**Task to carry out:**
Start at the line below containing "and provider-backed engine." and stop at the line containing "pub const DEFAULT_HOURS_PER_WORKER_PERIOD: f64". Repeat every line of that stretch exactly, and nothing outside it.

**Given records:**
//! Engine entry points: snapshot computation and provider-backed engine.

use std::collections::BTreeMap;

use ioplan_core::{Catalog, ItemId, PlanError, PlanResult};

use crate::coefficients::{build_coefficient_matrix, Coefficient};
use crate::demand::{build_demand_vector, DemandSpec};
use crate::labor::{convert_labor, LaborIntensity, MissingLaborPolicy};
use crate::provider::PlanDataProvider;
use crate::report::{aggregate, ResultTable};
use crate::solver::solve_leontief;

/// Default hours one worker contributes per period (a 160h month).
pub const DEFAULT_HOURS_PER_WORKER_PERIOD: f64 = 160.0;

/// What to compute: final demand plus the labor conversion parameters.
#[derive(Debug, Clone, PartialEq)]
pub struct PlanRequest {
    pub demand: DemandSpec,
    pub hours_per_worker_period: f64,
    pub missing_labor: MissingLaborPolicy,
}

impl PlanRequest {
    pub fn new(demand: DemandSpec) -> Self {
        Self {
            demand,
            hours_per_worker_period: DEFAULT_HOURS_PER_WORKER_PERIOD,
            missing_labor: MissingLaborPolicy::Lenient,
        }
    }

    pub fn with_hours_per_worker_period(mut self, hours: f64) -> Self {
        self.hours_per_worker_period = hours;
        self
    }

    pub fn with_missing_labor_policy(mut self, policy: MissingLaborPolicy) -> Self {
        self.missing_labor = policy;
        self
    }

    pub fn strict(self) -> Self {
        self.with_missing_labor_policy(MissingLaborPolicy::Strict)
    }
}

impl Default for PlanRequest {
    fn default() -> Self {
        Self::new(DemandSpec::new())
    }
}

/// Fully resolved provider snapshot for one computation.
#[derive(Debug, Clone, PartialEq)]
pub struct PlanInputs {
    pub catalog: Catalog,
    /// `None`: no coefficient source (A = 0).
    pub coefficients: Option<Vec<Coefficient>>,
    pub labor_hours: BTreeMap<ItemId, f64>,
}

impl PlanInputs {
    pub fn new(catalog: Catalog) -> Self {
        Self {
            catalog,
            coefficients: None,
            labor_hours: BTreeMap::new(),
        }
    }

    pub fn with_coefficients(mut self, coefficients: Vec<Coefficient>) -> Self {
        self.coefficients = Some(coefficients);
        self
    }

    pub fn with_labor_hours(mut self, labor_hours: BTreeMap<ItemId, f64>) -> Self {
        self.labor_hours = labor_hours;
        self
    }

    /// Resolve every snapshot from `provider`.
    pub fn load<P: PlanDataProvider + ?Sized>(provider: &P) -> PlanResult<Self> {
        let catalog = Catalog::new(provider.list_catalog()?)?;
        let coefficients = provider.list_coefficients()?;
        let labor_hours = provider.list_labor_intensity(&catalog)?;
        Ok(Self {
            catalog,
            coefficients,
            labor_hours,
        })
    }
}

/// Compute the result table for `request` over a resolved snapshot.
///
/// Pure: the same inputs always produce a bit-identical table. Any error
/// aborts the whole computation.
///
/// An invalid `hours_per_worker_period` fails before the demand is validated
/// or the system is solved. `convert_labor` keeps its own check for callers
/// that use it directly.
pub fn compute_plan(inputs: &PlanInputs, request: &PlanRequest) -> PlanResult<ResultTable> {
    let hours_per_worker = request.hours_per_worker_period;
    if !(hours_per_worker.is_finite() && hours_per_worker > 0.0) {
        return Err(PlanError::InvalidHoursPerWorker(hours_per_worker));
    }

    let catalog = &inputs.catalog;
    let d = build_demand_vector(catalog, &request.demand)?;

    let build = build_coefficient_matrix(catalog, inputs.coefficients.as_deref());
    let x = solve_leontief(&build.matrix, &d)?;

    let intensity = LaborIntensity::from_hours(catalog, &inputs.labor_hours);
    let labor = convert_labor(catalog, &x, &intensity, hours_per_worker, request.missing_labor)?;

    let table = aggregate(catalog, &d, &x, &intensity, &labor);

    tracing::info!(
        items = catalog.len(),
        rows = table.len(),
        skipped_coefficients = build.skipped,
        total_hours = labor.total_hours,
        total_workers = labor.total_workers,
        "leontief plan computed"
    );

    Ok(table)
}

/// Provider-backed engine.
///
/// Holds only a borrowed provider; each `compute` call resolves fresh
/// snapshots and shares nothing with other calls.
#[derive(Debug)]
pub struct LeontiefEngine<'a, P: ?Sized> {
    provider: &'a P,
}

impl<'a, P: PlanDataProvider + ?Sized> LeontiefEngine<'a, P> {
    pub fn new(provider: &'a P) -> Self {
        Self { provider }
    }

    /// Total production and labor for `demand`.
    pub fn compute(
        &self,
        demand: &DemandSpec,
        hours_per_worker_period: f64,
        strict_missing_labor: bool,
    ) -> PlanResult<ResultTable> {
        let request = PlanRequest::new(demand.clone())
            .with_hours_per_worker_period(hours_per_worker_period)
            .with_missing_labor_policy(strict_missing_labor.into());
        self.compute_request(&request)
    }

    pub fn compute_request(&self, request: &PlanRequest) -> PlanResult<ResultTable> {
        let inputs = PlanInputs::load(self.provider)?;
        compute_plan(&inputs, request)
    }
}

==

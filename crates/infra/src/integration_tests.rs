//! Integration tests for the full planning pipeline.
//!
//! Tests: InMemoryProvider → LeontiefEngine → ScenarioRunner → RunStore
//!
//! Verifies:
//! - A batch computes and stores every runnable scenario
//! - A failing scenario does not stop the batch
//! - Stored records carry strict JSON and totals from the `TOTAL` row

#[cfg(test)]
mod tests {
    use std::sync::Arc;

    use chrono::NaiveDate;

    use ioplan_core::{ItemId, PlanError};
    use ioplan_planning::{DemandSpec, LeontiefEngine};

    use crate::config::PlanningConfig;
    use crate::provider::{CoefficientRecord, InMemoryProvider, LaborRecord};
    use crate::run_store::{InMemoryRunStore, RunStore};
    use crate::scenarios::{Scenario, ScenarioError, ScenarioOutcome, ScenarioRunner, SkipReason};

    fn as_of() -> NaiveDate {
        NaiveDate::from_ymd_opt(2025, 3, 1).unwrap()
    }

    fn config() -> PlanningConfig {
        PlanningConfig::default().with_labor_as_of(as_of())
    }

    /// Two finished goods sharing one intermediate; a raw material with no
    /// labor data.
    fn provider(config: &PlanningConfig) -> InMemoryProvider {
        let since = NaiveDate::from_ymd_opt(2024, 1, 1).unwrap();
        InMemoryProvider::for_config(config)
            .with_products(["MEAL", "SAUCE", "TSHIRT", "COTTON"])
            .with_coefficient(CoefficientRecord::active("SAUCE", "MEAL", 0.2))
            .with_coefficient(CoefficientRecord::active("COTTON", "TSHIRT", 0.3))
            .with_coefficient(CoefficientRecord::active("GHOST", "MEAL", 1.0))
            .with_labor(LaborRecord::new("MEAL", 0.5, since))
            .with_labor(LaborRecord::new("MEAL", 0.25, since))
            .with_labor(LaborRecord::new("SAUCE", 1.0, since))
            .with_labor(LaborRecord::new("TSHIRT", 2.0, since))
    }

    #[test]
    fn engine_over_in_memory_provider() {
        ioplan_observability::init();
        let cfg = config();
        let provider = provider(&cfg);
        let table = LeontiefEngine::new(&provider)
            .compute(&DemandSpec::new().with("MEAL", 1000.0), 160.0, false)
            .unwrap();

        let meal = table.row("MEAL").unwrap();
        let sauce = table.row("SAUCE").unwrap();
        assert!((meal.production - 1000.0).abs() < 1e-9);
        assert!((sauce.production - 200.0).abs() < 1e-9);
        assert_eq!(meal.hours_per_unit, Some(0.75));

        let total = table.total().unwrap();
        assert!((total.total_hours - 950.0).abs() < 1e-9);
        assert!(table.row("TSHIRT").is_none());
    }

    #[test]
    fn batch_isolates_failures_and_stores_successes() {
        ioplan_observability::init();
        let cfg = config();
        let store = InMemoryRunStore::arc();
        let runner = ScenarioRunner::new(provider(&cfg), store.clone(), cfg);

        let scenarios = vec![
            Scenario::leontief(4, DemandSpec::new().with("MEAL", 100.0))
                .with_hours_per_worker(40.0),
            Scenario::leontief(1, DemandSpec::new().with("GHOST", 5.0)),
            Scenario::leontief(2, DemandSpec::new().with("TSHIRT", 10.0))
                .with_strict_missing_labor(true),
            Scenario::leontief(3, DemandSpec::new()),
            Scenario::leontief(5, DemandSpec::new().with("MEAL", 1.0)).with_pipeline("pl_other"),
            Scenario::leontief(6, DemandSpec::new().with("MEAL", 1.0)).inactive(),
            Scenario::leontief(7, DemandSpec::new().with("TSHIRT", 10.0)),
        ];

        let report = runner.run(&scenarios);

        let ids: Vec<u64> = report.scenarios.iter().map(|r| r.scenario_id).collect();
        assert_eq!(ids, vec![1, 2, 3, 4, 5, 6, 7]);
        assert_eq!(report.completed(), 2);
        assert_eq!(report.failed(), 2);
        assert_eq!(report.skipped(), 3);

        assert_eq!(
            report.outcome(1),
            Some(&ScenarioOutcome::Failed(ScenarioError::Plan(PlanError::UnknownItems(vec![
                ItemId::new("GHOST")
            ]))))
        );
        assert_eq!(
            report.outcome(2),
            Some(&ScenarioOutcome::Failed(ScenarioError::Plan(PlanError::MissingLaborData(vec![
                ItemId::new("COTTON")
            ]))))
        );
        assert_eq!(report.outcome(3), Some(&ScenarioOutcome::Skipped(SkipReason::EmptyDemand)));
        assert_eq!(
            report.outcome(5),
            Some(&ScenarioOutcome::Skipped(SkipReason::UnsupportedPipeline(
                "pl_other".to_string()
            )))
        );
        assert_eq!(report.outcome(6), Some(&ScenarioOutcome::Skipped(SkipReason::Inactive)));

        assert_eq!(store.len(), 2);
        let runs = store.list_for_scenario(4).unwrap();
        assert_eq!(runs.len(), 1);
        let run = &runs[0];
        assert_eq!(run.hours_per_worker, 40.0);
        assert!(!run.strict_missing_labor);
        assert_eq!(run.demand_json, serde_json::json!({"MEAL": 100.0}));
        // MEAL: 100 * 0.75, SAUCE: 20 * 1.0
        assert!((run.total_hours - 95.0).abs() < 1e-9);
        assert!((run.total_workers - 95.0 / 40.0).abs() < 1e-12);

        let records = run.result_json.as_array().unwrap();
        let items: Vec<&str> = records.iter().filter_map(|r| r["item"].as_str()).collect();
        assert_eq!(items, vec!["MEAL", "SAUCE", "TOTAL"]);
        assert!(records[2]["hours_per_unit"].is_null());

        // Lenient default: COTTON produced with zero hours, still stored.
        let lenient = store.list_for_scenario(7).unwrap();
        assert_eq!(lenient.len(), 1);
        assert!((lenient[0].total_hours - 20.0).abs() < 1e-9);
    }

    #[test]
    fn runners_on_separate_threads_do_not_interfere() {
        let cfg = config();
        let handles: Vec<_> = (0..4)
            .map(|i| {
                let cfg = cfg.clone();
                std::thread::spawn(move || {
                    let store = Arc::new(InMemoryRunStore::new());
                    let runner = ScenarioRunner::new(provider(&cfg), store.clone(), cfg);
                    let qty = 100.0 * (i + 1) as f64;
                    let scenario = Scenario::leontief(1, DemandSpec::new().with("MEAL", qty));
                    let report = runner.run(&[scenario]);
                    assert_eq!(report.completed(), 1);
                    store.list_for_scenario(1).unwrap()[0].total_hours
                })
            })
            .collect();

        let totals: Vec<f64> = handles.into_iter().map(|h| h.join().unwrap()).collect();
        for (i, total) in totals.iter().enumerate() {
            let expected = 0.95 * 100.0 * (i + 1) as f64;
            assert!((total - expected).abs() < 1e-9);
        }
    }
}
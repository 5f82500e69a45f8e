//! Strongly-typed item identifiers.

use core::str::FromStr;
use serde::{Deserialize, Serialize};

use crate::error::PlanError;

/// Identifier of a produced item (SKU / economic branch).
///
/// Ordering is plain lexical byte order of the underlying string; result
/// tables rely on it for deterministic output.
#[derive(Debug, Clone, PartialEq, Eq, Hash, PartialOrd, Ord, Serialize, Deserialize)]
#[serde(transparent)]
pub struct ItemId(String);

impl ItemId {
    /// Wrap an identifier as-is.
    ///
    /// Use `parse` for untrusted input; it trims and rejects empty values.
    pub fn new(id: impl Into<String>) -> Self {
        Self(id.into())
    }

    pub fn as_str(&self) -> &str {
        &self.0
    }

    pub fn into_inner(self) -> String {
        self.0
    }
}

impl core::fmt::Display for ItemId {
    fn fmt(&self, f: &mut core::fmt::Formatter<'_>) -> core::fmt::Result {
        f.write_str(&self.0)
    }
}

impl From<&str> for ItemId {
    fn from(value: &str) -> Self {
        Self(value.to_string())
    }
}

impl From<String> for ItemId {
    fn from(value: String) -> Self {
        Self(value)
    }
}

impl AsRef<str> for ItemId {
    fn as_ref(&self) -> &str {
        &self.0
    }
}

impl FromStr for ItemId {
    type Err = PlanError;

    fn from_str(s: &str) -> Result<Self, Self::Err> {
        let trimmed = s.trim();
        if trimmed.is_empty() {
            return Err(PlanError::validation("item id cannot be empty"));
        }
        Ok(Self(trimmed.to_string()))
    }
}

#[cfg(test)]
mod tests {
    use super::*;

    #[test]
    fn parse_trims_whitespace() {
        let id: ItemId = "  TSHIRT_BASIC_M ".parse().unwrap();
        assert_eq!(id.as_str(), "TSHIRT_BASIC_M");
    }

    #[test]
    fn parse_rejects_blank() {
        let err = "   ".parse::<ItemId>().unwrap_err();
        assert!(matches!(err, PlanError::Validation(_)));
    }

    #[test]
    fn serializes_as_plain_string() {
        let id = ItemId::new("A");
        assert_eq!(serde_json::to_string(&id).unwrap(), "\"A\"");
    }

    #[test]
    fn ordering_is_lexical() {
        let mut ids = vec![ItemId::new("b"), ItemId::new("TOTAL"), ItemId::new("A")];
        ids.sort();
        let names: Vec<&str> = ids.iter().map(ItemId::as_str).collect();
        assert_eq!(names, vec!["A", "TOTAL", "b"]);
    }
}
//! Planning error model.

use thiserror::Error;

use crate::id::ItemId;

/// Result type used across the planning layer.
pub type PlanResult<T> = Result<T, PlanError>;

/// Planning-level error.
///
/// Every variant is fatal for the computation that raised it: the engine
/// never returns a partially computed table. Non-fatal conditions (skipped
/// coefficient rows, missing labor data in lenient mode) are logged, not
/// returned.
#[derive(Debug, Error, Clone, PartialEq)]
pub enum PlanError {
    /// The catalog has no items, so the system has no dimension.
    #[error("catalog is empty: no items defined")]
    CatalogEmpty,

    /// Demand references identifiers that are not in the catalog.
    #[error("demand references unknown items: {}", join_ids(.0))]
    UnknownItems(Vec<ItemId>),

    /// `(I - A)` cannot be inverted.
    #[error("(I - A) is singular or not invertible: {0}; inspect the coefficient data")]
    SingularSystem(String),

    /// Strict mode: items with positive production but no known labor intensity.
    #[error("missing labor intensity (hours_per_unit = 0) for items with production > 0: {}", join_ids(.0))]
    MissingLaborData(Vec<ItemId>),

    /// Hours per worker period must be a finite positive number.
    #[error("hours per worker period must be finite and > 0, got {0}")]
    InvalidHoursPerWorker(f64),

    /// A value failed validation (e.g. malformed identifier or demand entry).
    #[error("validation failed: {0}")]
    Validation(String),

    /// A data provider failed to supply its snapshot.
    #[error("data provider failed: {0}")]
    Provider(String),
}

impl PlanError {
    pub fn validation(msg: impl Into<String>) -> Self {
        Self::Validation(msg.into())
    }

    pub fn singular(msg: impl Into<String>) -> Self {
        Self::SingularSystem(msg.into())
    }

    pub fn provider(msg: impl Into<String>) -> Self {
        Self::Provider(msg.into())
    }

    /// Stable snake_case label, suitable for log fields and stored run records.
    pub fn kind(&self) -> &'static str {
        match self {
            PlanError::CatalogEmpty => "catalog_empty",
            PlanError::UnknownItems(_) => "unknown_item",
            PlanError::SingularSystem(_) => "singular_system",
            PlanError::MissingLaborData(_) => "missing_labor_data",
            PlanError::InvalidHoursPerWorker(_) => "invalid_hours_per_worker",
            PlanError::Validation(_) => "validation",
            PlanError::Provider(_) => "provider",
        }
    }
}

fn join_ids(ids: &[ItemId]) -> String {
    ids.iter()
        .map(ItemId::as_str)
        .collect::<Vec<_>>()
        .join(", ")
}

==

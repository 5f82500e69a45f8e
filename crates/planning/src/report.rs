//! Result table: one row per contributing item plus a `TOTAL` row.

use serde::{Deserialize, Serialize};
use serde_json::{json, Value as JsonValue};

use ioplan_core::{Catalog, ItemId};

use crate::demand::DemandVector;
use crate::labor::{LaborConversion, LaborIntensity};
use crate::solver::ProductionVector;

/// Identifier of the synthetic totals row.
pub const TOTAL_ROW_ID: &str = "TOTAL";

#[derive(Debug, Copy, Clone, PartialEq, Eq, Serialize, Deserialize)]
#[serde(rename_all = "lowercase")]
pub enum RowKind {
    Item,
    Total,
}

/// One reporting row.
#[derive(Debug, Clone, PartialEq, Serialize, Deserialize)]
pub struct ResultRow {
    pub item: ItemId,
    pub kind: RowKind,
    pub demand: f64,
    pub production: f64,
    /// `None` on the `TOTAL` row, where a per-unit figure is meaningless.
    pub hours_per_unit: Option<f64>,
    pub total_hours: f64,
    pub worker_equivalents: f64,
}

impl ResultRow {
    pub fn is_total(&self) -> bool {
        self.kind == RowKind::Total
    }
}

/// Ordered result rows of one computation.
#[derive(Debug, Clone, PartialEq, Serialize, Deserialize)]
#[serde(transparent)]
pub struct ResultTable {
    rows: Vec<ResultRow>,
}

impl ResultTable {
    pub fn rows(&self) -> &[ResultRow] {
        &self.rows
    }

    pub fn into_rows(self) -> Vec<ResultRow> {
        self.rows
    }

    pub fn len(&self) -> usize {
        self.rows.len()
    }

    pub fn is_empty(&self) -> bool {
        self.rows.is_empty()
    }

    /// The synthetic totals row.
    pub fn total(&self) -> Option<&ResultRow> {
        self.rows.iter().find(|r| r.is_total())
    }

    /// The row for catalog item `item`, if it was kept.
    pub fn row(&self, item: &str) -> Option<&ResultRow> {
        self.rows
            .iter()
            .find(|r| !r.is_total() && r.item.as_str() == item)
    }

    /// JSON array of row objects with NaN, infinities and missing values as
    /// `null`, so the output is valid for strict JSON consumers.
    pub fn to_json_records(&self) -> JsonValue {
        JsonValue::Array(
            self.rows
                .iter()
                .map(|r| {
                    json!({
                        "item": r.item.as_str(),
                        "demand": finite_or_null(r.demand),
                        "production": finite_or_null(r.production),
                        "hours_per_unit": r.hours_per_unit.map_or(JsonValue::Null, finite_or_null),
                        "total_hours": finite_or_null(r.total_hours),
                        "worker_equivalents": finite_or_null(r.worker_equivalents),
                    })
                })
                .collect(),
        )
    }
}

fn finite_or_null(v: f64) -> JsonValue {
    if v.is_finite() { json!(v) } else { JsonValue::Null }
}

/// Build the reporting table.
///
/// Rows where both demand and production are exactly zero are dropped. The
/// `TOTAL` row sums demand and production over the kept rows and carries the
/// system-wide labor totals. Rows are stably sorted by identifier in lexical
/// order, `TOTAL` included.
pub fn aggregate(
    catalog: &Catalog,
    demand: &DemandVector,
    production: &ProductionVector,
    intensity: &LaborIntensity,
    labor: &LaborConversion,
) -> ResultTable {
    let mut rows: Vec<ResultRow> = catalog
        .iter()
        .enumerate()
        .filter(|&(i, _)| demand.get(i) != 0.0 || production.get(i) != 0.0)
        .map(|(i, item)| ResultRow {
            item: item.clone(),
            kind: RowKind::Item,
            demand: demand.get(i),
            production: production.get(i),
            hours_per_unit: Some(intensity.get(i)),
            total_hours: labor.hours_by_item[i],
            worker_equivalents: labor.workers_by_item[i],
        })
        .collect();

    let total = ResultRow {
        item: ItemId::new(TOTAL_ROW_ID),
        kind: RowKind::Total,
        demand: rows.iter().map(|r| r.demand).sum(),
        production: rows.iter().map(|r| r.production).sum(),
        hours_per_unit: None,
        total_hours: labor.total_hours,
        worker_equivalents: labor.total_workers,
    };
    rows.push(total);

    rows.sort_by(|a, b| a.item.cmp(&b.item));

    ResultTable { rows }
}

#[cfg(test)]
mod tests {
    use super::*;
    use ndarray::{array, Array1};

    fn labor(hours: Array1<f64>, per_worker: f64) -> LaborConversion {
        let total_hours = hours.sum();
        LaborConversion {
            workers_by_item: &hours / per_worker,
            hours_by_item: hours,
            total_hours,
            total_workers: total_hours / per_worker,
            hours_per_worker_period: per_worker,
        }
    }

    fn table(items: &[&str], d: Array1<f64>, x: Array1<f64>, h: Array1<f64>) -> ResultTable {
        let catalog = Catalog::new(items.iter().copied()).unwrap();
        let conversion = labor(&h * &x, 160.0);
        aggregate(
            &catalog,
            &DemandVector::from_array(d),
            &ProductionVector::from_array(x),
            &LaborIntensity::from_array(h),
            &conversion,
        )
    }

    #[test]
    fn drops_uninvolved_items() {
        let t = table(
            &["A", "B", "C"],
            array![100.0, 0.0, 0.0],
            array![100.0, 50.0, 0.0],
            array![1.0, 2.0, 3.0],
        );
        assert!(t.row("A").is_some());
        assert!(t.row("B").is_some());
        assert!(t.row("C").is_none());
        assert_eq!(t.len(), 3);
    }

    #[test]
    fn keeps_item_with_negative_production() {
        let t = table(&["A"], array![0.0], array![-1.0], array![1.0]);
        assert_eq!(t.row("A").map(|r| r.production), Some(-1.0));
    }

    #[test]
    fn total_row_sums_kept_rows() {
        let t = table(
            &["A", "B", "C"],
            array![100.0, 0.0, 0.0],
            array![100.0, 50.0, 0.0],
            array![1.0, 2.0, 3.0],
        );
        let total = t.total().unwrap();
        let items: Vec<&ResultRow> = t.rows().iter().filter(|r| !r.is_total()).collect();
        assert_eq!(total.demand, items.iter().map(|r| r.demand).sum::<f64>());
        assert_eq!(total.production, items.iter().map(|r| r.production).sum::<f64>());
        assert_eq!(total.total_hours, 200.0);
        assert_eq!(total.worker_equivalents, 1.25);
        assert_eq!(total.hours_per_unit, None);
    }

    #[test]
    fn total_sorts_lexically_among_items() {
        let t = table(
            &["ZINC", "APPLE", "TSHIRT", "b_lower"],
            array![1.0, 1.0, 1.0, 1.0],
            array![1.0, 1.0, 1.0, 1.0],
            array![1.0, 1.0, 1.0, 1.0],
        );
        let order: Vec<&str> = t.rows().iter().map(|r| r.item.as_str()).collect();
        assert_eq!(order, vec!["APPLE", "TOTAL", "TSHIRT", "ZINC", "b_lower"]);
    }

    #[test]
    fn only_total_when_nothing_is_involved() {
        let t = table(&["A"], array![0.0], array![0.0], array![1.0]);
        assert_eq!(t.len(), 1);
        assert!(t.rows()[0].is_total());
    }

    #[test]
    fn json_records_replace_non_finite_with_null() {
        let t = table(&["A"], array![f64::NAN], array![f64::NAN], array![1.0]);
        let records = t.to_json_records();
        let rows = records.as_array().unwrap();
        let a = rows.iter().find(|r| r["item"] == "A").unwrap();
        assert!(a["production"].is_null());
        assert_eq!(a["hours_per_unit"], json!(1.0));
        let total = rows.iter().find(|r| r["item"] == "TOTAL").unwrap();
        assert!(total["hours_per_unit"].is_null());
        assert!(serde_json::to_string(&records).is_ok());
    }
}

**Task solution:**
//! Engine entry points: snapshot computation and provider-backed engine.

use std::collections::BTreeMap;

use ioplan_core::{Catalog, ItemId, PlanError, PlanResult};

use crate::coefficients::{build_coefficient_matrix, Coefficient};
use crate::demand::{build_demand_vector, DemandSpec};
use crate::labor::{convert_labor, LaborIntensity, MissingLaborPolicy};
use crate::provider::PlanDataProvider;
use crate::report::{aggregate, ResultTable};
use crate::solver::solve_leontief;

/// Default hours one worker contributes per period (a 160h month).
pub const DEFAULT_HOURS_PER_WORKER_PERIOD: f64 = 160.0;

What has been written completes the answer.